[Records contained in a dataset]
*** Begin section ***
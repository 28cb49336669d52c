use serde::{Serialize, Deserialize};

// Basic 2D vector type in f64; the physics must round-trip IEEE-754 doubles
// exactly, so no f32 anywhere in the core.
#[derive(Copy, Clone, Default, Debug, PartialEq, Serialize, Deserialize)]
pub struct Vec2 {
    pub x: f64,
    pub y: f64,
}

impl Vec2 {
    #[inline(always)]
    pub fn new(x: f64, y: f64) -> Self { Self { x, y } }
    #[inline(always)]
    pub fn zero() -> Self { Self::new(0.0, 0.0) }
    #[inline(always)]
    pub fn length_squared(self) -> f64 { self.x * self.x + self.y * self.y }
    #[inline(always)]
    pub fn length(self) -> f64 { self.length_squared().sqrt() }
    #[inline(always)]
    pub fn add(self, other: Self) -> Self { Self::new(self.x + other.x, self.y + other.y) }
    #[inline(always)]
    pub fn sub(self, other: Self) -> Self { Self::new(self.x - other.x, self.y - other.y) }
    #[inline(always)]
    pub fn scale(self, scalar: f64) -> Self { Self::new(self.x * scalar, self.y * scalar) }
    #[inline(always)]
    pub fn dot(self, other: Self) -> f64 { self.x * other.x + self.y * other.y }
}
*** End section ***
• Your assignment
Count each line above where the string "Serialize" occurs. Give the number only.

• Exercise solution
2